Material to process below:

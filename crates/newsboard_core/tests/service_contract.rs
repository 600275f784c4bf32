use newsboard_core::{
    Article, ArticleId, ArticleListQuery, ArticleRepository, ArticleService, ArticleSummary,
    ErrorKind, NewArticle, RepoError, RepoResult,
};
use serde_json::json;
use std::cell::RefCell;

/// Records every call instead of touching a store.
#[derive(Default)]
struct RecordingRepo {
    calls: RefCell<Vec<String>>,
    missing: bool,
}

impl RecordingRepo {
    fn missing() -> Self {
        Self {
            missing: true,
            ..Self::default()
        }
    }

    fn record(&self, call: impl Into<String>) {
        self.calls.borrow_mut().push(call.into());
    }

    fn calls(&self) -> Vec<String> {
        self.calls.borrow().clone()
    }
}

fn stored_article(id: ArticleId, votes: i64) -> Article {
    Article {
        article_id: id,
        title: "title".to_string(),
        topic: "cats".to_string(),
        author: "lurker".to_string(),
        body: "body".to_string(),
        created_at: 0,
        votes,
        article_img_url: "img".to_string(),
        comment_count: 0,
    }
}

impl ArticleRepository for &RecordingRepo {
    fn get_article(&self, id: ArticleId) -> RepoResult<Option<Article>> {
        self.record(format!("get_article:{id}"));
        Ok((!self.missing).then(|| stored_article(id, 1)))
    }

    fn list_articles(&self, query: &ArticleListQuery) -> RepoResult<Vec<ArticleSummary>> {
        self.record(format!("list_articles:{}", query.sort_key));
        Ok(Vec::new())
    }

    fn create_article(&self, article: &NewArticle) -> RepoResult<ArticleId> {
        self.record(format!("create_article:{}", article.title));
        Ok(42)
    }

    fn increment_votes(&self, id: ArticleId, delta: i64) -> RepoResult<Article> {
        self.record(format!("increment_votes:{id}:{delta}"));
        if self.missing {
            return Err(RepoError::NotFound {
                resource: "article",
                key: id.to_string(),
            });
        }
        Ok(stored_article(id, 1 + delta))
    }

    fn delete_article(&self, id: ArticleId) -> RepoResult<()> {
        self.record(format!("delete_article:{id}"));
        Ok(())
    }
}

#[test]
fn malformed_ids_never_reach_the_repository() {
    let repo = RecordingRepo::default();
    let service = ArticleService::new(&repo);

    assert_eq!(
        service.get_article("notAnId").unwrap_err().kind(),
        ErrorKind::BadRequest
    );
    assert_eq!(
        service.delete_article("1.5").unwrap_err().kind(),
        ErrorKind::BadRequest
    );
    assert_eq!(
        service
            .update_article_votes("x", &json!({"inc_votes": 1}))
            .unwrap_err()
            .kind(),
        ErrorKind::BadRequest
    );
    assert!(repo.calls().is_empty());
}

#[test]
fn invalid_payloads_never_reach_the_repository() {
    let repo = RecordingRepo::default();
    let service = ArticleService::new(&repo);

    service
        .update_article_votes("1", &json!({"inc_votes": "up"}))
        .unwrap_err();
    service.create_article(&json!({"title": "only"})).unwrap_err();
    assert!(repo.calls().is_empty());
}

#[test]
fn vote_update_returns_the_row_from_the_write_alone() {
    let repo = RecordingRepo::default();
    let service = ArticleService::new(&repo);

    let updated = service
        .update_article_votes("7", &json!({"inc_votes": -2}))
        .unwrap();
    assert_eq!(updated.votes, -1);
    assert_eq!(repo.calls(), vec!["increment_votes:7:-2"]);
}

#[test]
fn vote_update_on_missing_article_is_decided_by_the_write() {
    let repo = RecordingRepo::missing();
    let service = ArticleService::new(&repo);

    let err = service
        .update_article_votes("7", &json!({"inc_votes": 1}))
        .unwrap_err();
    assert_eq!(err.kind(), ErrorKind::NotFound);
    assert_eq!(repo.calls(), vec!["increment_votes:7:1"]);
}

#[test]
fn create_reads_back_the_assigned_id() {
    let repo = RecordingRepo::default();
    let service = ArticleService::new(&repo);

    let created = service
        .create_article(&json!({
            "author": "lurker",
            "title": "Fresh",
            "body": "text",
            "topic": "cats"
        }))
        .unwrap();
    assert_eq!(created.article_id, 42);
    assert_eq!(repo.calls(), vec!["create_article:Fresh", "get_article:42"]);
}

#[test]
fn missing_row_after_create_is_a_server_error() {
    let repo = RecordingRepo::missing();
    let service = ArticleService::new(&repo);

    let err = service
        .create_article(&json!({
            "author": "lurker",
            "title": "Fresh",
            "body": "text",
            "topic": "cats"
        }))
        .unwrap_err();
    assert_eq!(err.kind(), ErrorKind::ServerError);
}

#[test]
fn empty_listing_is_not_found() {
    let repo = RecordingRepo::default();
    let service = ArticleService::new(&repo);

    let err = service
        .list_articles(&Default::default())
        .unwrap_err();
    assert_eq!(err.kind(), ErrorKind::NotFound);
    assert_eq!(repo.calls(), vec!["list_articles:created_at"]);
}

End of Material to process.

**Exercise description:**
A line qualifies when it holds the word "RepoResult"; report all qualifying lines from the records above.

**Task response:**
    ErrorKind, NewArticle, RepoError, RepoResult,
    fn get_article(&self, id: ArticleId) -> RepoResult<Option<Article>> {
    fn list_articles(&self, query: &ArticleListQuery) -> RepoResult<Vec<ArticleSummary>> {
    fn create_article(&self, article: &NewArticle) -> RepoResult<ArticleId> {
    fn increment_votes(&self, id: ArticleId, delta: i64) -> RepoResult<Article> {
    fn delete_article(&self, id: ArticleId) -> RepoResult<()> {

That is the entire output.